Now as it happened, Jerry Thompson (of Stern Mustang fame) was tasked with doing the sound package for the game, and he worked down in Louisiana in the same building as local radio personality Jessica Rowe.

She’s done commercial voice overs and sports commentaries and has a perfect voice for radio.


But when it comes down to the old adage “she’s got a face for radio,” nothing could be further from the truth. Turns out Jessica’s almost a dead ringer for the “real” Melony. She’s young and blonde – like Melony – and although she’s originally from San Diego there’s no doubt she’s now a southern belle. She’s also one of the loveliest, sweetest people Pavlov Pinball has ever interviewed.

Jess with DNGF

Pinball legends Greg Freres and Dennis Nordman with the perfect “Melony”

But more importantly, when Thompson suggested her to Freres and Nordman, they reckoned she sounded just like what they were after.

In fact Freres described her as the perfect voice over. “She just fits the character you see on the backglass,” he said in Pinball Magazine.

What did Jessica aim for? “I’ve been told I have a chameleon voice, and I did the ‘sweet country girl who doesn’t realise she’s sexy’ and they liked it,” she told Pavlov Pinball.

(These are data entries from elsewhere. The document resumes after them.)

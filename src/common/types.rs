//! Shared type definitions
//!
//! Settlement and history types produced by every game engine.

use crate::games::wager::Wager;
use chrono::{DateTime, Utc};
use serde::{Deserialize, Serialize};
use std::fmt;
use uuid::Uuid;

/// Supported game types
#[derive(Debug, Clone, Copy, Serialize, Deserialize, PartialEq, Eq, Hash)]
#[serde(rename_all = "lowercase")]
pub enum GameType {
    Crash,
    Color,
    TicTacToe,
}

impl fmt::Display for GameType {
    fn fmt(&self, f: &mut fmt::Formatter<'_>) -> fmt::Result {
        match self {
            GameType::Crash => write!(f, "crash"),
            GameType::Color => write!(f, "color"),
            GameType::TicTacToe => write!(f, "tictactoe"),
        }
    }
}

impl std::str::FromStr for GameType {
    type Err = String;

    fn from_str(s: &str) -> Result<Self, Self::Err> {
        match s.to_ascii_lowercase().as_str() {
            "crash" | "aviator" => Ok(GameType::Crash),
            "color" | "colour" | "color-prediction" => Ok(GameType::Color),
            "tictactoe" | "tic-tac-toe" => Ok(GameType::TicTacToe),
            other => Err(format!("unknown game '{}'", other)),
        }
    }
}

/// Round result from the player's perspective
#[derive(Debug, Clone, Copy, Serialize, Deserialize, PartialEq, Eq)]
#[serde(rename_all = "lowercase")]
pub enum Outcome {
    Win,
    Lose,
    Draw,
    /// Stake returned because the round never started
    Cancelled,
}

/// Payout decision for one staked round
#[derive(Debug, Clone, Serialize, Deserialize, PartialEq)]
pub struct Settlement {
    pub round_id: Uuid,
    pub game_type: GameType,
    pub wager: Wager,
    pub payout: f64,
    pub outcome: Outcome,
}

impl Settlement {
    pub fn new(
        round_id: Uuid,
        game_type: GameType,
        wager: Wager,
        payout: f64,
        outcome: Outcome,
    ) -> Self {
        Self {
            round_id,
            game_type,
            wager,
            payout,
            outcome,
        }
    }

    /// Stake returned unchanged
    pub fn refund(round_id: Uuid, game_type: GameType, wager: Wager, outcome: Outcome) -> Self {
        Self::new(round_id, game_type, wager, wager.amount(), outcome)
    }

    /// Player profit (negative when the stake was lost)
    pub fn net(&self) -> f64 {
        self.payout - self.wager.amount()
    }
}

/// Settled round as persisted by the history service
#[derive(Debug, Clone, Serialize, Deserialize, PartialEq)]
pub struct RoundRecord {
    pub player_id: String,
    #[serde(flatten)]
    pub settlement: Settlement,
    pub played_at: DateTime<Utc>,
}

impl RoundRecord {
    pub fn new(
        player_id: impl Into<String>,
        settlement: Settlement,
        played_at: DateTime<Utc>,
    ) -> Self {
        Self {
            player_id: player_id.into(),
            settlement,
            played_at,
        }
    }
}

In fact if it wasn’t for Freres and Nordman, Melony may have been a bit more raunchy than she turned out in the end, Jessica says.

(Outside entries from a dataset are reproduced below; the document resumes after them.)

//! Tic-tac-toe with matchmaking
//!
//! Joining stakes the wager and queues for a remote opponent. When no one
//! shows up within the matchmaking timeout a bot with a random name takes the
//! seat. X always opens; marks alternate strictly and the board is checked
//! for a finished line after every move, whoever made it.
//!
//! Settlement from the local player's side: a win pays `win_multiplier` times
//! the stake, a draw refunds it, a loss (or leaving mid-game) pays nothing.
//! Leaving before an opponent was found cancels the match with a refund.

pub mod board;
pub mod matchmaking;
pub mod opponent;

pub use board::{Board, BoardState, Mark, CELLS, LINES};
pub use matchmaking::{MatchTicket, Matchmaker, NoRemotePlayers, QueueMatchmaker};
pub use opponent::{BotOpponent, Opponent, OpponentKind, OpponentUpdate, RemoteSession};

use crate::common::types::{GameType, Outcome, Settlement};
use crate::config::TicTacToeConfig;
use crate::errors::GameError;
use crate::games::rng::pick_index;
use crate::games::wager::Wager;
use crate::games::{Admission, GameEngine};
use rand::Rng;
use serde::{Deserialize, Serialize};
use std::sync::Arc;
use std::time::Duration;
use tracing::{debug, info, warn};
use uuid::Uuid;

#[derive(Debug, Clone, Copy, Serialize, Deserialize, PartialEq, Eq)]
#[serde(rename_all = "lowercase")]
pub enum MatchStatus {
    Waiting,
    Playing,
    Finished,
}

/// Result from the local player's perspective
#[derive(Debug, Clone, Copy, Serialize, Deserialize, PartialEq, Eq)]
#[serde(rename_all = "lowercase")]
pub enum MatchResult {
    Win,
    Lose,
    Draw,
}

impl From<MatchResult> for Outcome {
    fn from(result: MatchResult) -> Outcome {
        match result {
            MatchResult::Win => Outcome::Win,
            MatchResult::Lose => Outcome::Lose,
            MatchResult::Draw => Outcome::Draw,
        }
    }
}

#[derive(Debug, Clone, Serialize, Deserialize, PartialEq)]
pub struct OpponentInfo {
    pub kind: OpponentKind,
    pub name: String,
}

/// Observable state of one match
#[derive(Debug, Clone, Serialize, Deserialize, PartialEq)]
pub struct TicTacToeMatch {
    pub match_id: Uuid,
    pub wager: Wager,
    pub player_mark: Mark,
    pub board: Board,
    pub turn: Mark,
    pub status: MatchStatus,
    /// `None` until finished, and for cancelled matches
    pub result: Option<MatchResult>,
    pub opponent: Option<OpponentInfo>,
}

impl TicTacToeMatch {
    pub fn is_player_turn(&self) -> bool {
        self.status == MatchStatus::Playing && self.turn == self.player_mark
    }
}

#[derive(Debug, Clone, Serialize, Deserialize, PartialEq)]
#[serde(tag = "type", rename_all = "snake_case")]
pub enum TicTacToeEvent {
    Queued { match_id: Uuid, wager: Wager, timeout_secs: u64 },
    MatchStarted { match_id: Uuid, opponent: OpponentInfo, player_mark: Mark },
    MoveMade { match_id: Uuid, index: usize, mark: Mark, board: Board },
    MatchEnded { match_id: Uuid, result: MatchResult, line: Option<[usize; 3]>, payout: f64 },
    MatchCancelled { match_id: Uuid },
}

#[derive(Debug, Clone)]
pub enum TicTacToeCommand {
    Join { wager: Wager, mark: Mark },
    Move { index: usize },
    Leave,
}

enum Seat {
    Empty,
    Waiting { ticket: MatchTicket, deadline: Duration },
    Playing { opponent: Box<dyn Opponent> },
}

pub struct TicTacToeGame<R: Rng> {
    config: TicTacToeConfig,
    rng: R,
    matchmaker: Arc<dyn Matchmaker>,
    seat: Seat,
    current: Option<TicTacToeMatch>,
    events: Vec<TicTacToeEvent>,
    settlements: Vec<Settlement>,
}

impl<R: Rng> TicTacToeGame<R> {
    pub fn new(config: TicTacToeConfig, rng: R, matchmaker: Arc<dyn Matchmaker>) -> Self {
        Self {
            config,
            rng,
            matchmaker,
            seat: Seat::Empty,
            current: None,
            events: Vec::new(),
            settlements: Vec::new(),
        }
    }

    /// Every match is played against a bot after the timeout
    pub fn bots_only(config: TicTacToeConfig, rng: R) -> Self {
        Self::new(config, rng, Arc::new(NoRemotePlayers))
    }

    /// Current or most recent match
    pub fn current_match(&self) -> Option<&TicTacToeMatch> {
        self.current.as_ref()
    }

    pub fn status(&self) -> Option<MatchStatus> {
        self.current.as_ref().map(|m| m.status)
    }

    pub fn can_join(&self) -> bool {
        matches!(self.seat, Seat::Empty)
    }

    /// Queue for a match. The player's `mark` decides who opens: X always does.
    pub fn join(&mut self, now: Duration, wager: Wager, mark: Mark) -> bool {
        if !self.can_join() {
            debug!("Join ignored, a match is already running");
            return false;
        }

        let match_id = Uuid::new_v4();
        let timeout = Duration::from_millis(self.config.matchmaking_timeout_ms);
        let (ticket, deadline) = match self.matchmaker.join_queue(wager, mark) {
            Ok(ticket) => (ticket, now + timeout),
            Err(e) => {
                warn!("Matchmaking failed, seating a bot right away: {}", e);
                (MatchTicket::unanswered(), now)
            }
        };

        self.current = Some(TicTacToeMatch {
            match_id,
            wager,
            player_mark: mark,
            board: Board::new(),
            turn: Mark::X,
            status: MatchStatus::Waiting,
            result: None,
            opponent: None,
        });
        self.seat = Seat::Waiting { ticket, deadline };
        self.events.push(TicTacToeEvent::Queued {
            match_id,
            wager,
            timeout_secs: timeout.as_secs(),
        });

        info!("Match {} queued at {}", match_id, wager);
        self.advance(now);
        true
    }

    /// Local move. Ignored unless it is the player's turn and the cell is open.
    pub fn play(&mut self, now: Duration, index: usize) -> bool {
        self.advance(now);

        let Some(game) = self.current.as_mut() else {
            return false;
        };
        if !game.is_player_turn() || !game.board.place(index, game.player_mark) {
            debug!("Illegal move on cell {} ignored", index);
            return false;
        }

        let mark = game.player_mark;
        let board = game.board;
        game.turn = mark.other();
        self.events.push(TicTacToeEvent::MoveMade {
            match_id: game.match_id,
            index,
            mark,
            board,
        });

        // the opponent sees the final move too
        if let Seat::Playing { opponent } = &mut self.seat {
            opponent.submit_move(now, index, &board);
        }
        self.resolve_board();
        true
    }

    /// Abandon the queue (refund) or the running game (forfeit)
    pub fn leave(&mut self, now: Duration) -> bool {
        self.advance(now);

        match std::mem::replace(&mut self.seat, Seat::Empty) {
            Seat::Empty => false,
            Seat::Waiting { .. } => {
                if let Some(game) = self.current.as_mut() {
                    game.status = MatchStatus::Finished;
                    self.settlements.push(Settlement::refund(
                        game.match_id,
                        GameType::TicTacToe,
                        game.wager,
                        Outcome::Cancelled,
                    ));
                    self.events.push(TicTacToeEvent::MatchCancelled {
                        match_id: game.match_id,
                    });
                    info!("Match {} cancelled before an opponent was found", game.match_id);
                }
                true
            }
            Seat::Playing { mut opponent } => {
                opponent.leave();
                self.finish(MatchResult::Lose, None);
                true
            }
        }
    }

    /// Advance matchmaking and opponent replies to `now`
    pub fn advance(&mut self, now: Duration) {
        if let Seat::Waiting { ticket, deadline } = &mut self.seat {
            if let Some(session) = ticket.try_take() {
                self.seat_opponent(now, Box::new(session));
            } else if now >= *deadline {
                let at = *deadline;
                let bot = self.draw_bot();
                self.seat_opponent(at, Box::new(bot));
            }
        }

        loop {
            let update = match &mut self.seat {
                Seat::Playing { opponent } => opponent.poll_update(now, &mut self.rng),
                _ => None,
            };
            match update {
                Some(update) => self.apply_update(update),
                None => break,
            }
        }
    }

    fn draw_bot(&mut self) -> BotOpponent {
        let name = pick_index(&mut self.rng, self.config.bot_names.len())
            .map(|i| self.config.bot_names[i].clone())
            .unwrap_or_else(|| "Bot".to_string());
        let mark = self
            .current
            .as_ref()
            .map_or(Mark::O, |game| game.player_mark.other());
        BotOpponent::new(name, mark, Duration::from_millis(self.config.bot_move_delay_ms))
    }

    fn seat_opponent(&mut self, at: Duration, mut opponent: Box<dyn Opponent>) {
        let Some(game) = self.current.as_mut() else {
            return;
        };

        let info = OpponentInfo {
            kind: opponent.kind(),
            name: opponent.display_name().to_string(),
        };
        info!("Match {} against {:?} {}", game.match_id, info.kind, info.name);

        game.status = MatchStatus::Playing;
        game.opponent = Some(info.clone());
        self.events.push(TicTacToeEvent::MatchStarted {
            match_id: game.match_id,
            opponent: info,
            player_mark: game.player_mark,
        });

        if game.turn != game.player_mark {
            opponent.opening(at, &game.board);
        }
        self.seat = Seat::Playing { opponent };
    }

    fn apply_update(&mut self, update: OpponentUpdate) {
        let Some(game) = self.current.as_mut() else {
            return;
        };

        match update {
            OpponentUpdate::Board { board } => {
                let opponent_mark = game.player_mark.other();
                let index = match game.board.single_move_to(&board, opponent_mark) {
                    Some(index) if game.turn == opponent_mark => index,
                    _ => {
                        debug!("Discarding out-of-turn or malformed board from opponent");
                        return;
                    }
                };

                game.board = board;
                game.turn = game.player_mark;
                self.events.push(TicTacToeEvent::MoveMade {
                    match_id: game.match_id,
                    index,
                    mark: opponent_mark,
                    board,
                });
                self.resolve_board();
            }
            OpponentUpdate::Left => {
                info!("Opponent left match {}", game.match_id);
                self.seat = Seat::Empty;
                self.finish(MatchResult::Win, None);
            }
        }
    }

    /// Finish the match if the board is decided. Returns true when it did.
    fn resolve_board(&mut self) -> bool {
        let Some(game) = self.current.as_ref() else {
            return false;
        };

        let (result, line) = match game.board.state() {
            BoardState::Ongoing => return false,
            BoardState::Draw => (MatchResult::Draw, None),
            BoardState::Won { mark, line } if mark == game.player_mark => {
                (MatchResult::Win, Some(line))
            }
            BoardState::Won { line, .. } => (MatchResult::Lose, Some(line)),
        };

        self.seat = Seat::Empty;
        self.finish(result, line);
        true
    }

    fn finish(&mut self, result: MatchResult, line: Option<[usize; 3]>) {
        let Some(game) = self.current.as_mut() else {
            return;
        };

        game.status = MatchStatus::Finished;
        game.result = Some(result);

        let payout = match result {
            MatchResult::Win => game.wager.scaled(self.config.win_multiplier),
            MatchResult::Draw => game.wager.amount(),
            MatchResult::Lose => 0.0,
        };

        info!("Match {} finished: {:?}, payout {:.2}", game.match_id, result, payout);

        self.settlements.push(Settlement::new(
            game.match_id,
            GameType::TicTacToe,
            game.wager,
            payout,
            result.into(),
        ));
        self.events.push(TicTacToeEvent::MatchEnded {
            match_id: game.match_id,
            result,
            line,
            payout,
        });
    }
}

impl<R: Rng + Send + 'static> GameEngine for TicTacToeGame<R> {
    type Command = TicTacToeCommand;
    type Event = TicTacToeEvent;

    fn game_type(&self) -> GameType {
        GameType::TicTacToe
    }

    fn tick(&mut self, now: Duration) {
        self.advance(now);
    }

    fn admit(&mut self, now: Duration, command: &TicTacToeCommand) -> Admission {
        self.advance(now);
        match command {
            TicTacToeCommand::Join { wager, .. } => {
                if self.can_join() {
                    Admission::Stake(*wager)
                } else {
                    Admission::Reject("already in a match".to_string())
                }
            }
            TicTacToeCommand::Move { index } if *index >= CELLS => {
                Admission::Invalid(GameError::CellOutOfRange(*index))
            }
            TicTacToeCommand::Move { .. } | TicTacToeCommand::Leave => Admission::Free,
        }
    }

    fn apply(&mut self, now: Duration, command: TicTacToeCommand) -> bool {
        match command {
            TicTacToeCommand::Join { wager, mark } => self.join(now, wager, mark),
            TicTacToeCommand::Move { index } => self.play(now, index),
            TicTacToeCommand::Leave => self.leave(now),
        }
    }

    fn drain_events(&mut self) -> Vec<TicTacToeEvent> {
        std::mem::take(&mut self.events)
    }

    fn drain_settlements(&mut self) -> Vec<Settlement> {
        std::mem::take(&mut self.settlements)
    }
}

“When I was recording some of the one liners, they told me it was too sexy and got me to do them again,” she says.

Jess with game

When Jess met Melony

“They wanted to keep it innocent and fun, but when you are playing a girl with long legs and talking about melons on a farm it’s hard to keep it PG!”

Now it’s impossible to talk about Whoa! Nellie without mentioning the criticism it received from some quarters about the appropriateness, or otherwise, of having young, blonde, leggy and sexy girls on a pinball backglass in 2016. Allusions to big juicy melons were like red rags to a bull.

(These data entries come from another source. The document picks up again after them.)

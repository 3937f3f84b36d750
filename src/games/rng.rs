//! Random sources for the game engines
//!
//! Engines are generic over `rand::Rng`. Production sessions seed a `StdRng`
//! from the OS; simulations and tests pass a fixed seed, or a `ScriptedRng`
//! when a test needs an exact sequence of uniform draws.

use rand::{rngs::StdRng, Rng, RngCore, SeedableRng};
use std::collections::VecDeque;

/// Default random source for engines
pub type GameRng = StdRng;

pub fn from_entropy() -> GameRng {
    StdRng::from_entropy()
}

pub fn seeded(seed: u64) -> GameRng {
    StdRng::seed_from_u64(seed)
}

/// Uniform index into a collection of `len` items, from a single `f64` draw
pub fn pick_index<R: Rng + ?Sized>(rng: &mut R, len: usize) -> Option<usize> {
    if len == 0 {
        return None;
    }
    let index = (rng.gen::<f64>() * len as f64) as usize;
    Some(index.min(len - 1))
}

/// Replays a fixed list of uniform `[0, 1)` draws.
///
/// `rng.gen::<f64>()` returns the scripted values in order; the script then
/// wraps around. Integer range sampling consumes the same words, so only
/// `f64` draws map one-to-one onto the script.
#[derive(Debug, Clone)]
pub struct ScriptedRng {
    script: VecDeque<f64>,
    cursor: usize,
}

impl ScriptedRng {
    pub fn new(values: impl IntoIterator<Item = f64>) -> Self {
        let script: VecDeque<f64> = values.into_iter().collect();
        assert!(!script.is_empty(), "script must contain at least one value");
        assert!(
            script.iter().all(|v| (0.0..1.0).contains(v)),
            "scripted draws must lie in [0, 1)"
        );
        Self { script, cursor: 0 }
    }

    fn next_draw(&mut self) -> f64 {
        let value = self.script[self.cursor % self.script.len()];
        self.cursor += 1;
        value
    }
}

impl RngCore for ScriptedRng {
    fn next_u32(&mut self) -> u32 {
        (self.next_u64() >> 32) as u32
    }

    fn next_u64(&mut self) -> u64 {
        // rand's Standard f64 keeps the top 53 bits of the word
        let mantissa = (self.next_draw() * (1u64 << 53) as f64) as u64;
        mantissa << 11
    }

    fn fill_bytes(&mut self, dest: &mut [u8]) {
        for chunk in dest.chunks_mut(8) {
            let bytes = self.next_u64().to_le_bytes();
            chunk.copy_from_slice(&bytes[..chunk.len()]);
        }
    }

    fn try_fill_bytes(&mut self, dest: &mut [u8]) -> Result<(), rand::Error> {
        self.fill_bytes(dest);
        Ok(())
    }
}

Did that bother the real life Melony? “I saw the criticism (of the game) that it was sexist, but I just thought the concept was a lot of fun,” she says. “I like to judge things by how my mother reacts to them and she loved the game and thought it was hilarious!”

And that, without a doubt, is the attitude that Melony Mellon would take.

The voice-over work took about a month to complete, with Jessica using her radio station’s studio to do the recordings and Freres and Nordman listening in from Chicago and directing proceedings down the wire to get her voice just right.

When I hear my voice coming out of a game that people are interacting with – it’s mind-blowing!

(In fact she didn’t get to meet Freres and Nordman until after the game was released, at the Texas Pinball Festival.)

“It was nerve-wracking doing it with the designers themselves, but they are great,” she says. “The hardest part was trying to keep in character and maintain the accent while saying something ordinary like “Five points!”

Hellen Mellon

Hellen Mellon is Melony’s melony sister

At least the concept wasn’t entirely alien to her though: Jessica admits to having always been fascinated by pinball machines and gravitating to them in arcades.

Her favourites are The Addams Family and The Simpsons, but she won’t be giving Bowen a run for his money any time soon. The ball saver is her best friend, she admits. “I love getting a free ball when you lose one really quickly,” she giggles.

(Nerdy note: there is no ball saver in The Addams Family: Pat Lawlor can’t abide them.)

So overall, how would she sum up her experience playing a fantasy pinball character like Melony Mellon?

“When I recorded my voice for the game I didn’t know how it would come out, but when I hear my voice coming out of a game that people are interacting with – it’s mind-blowing!” she says.

“It’s a lot more weird hearing your voice coming out of a pinball machine than a radio!”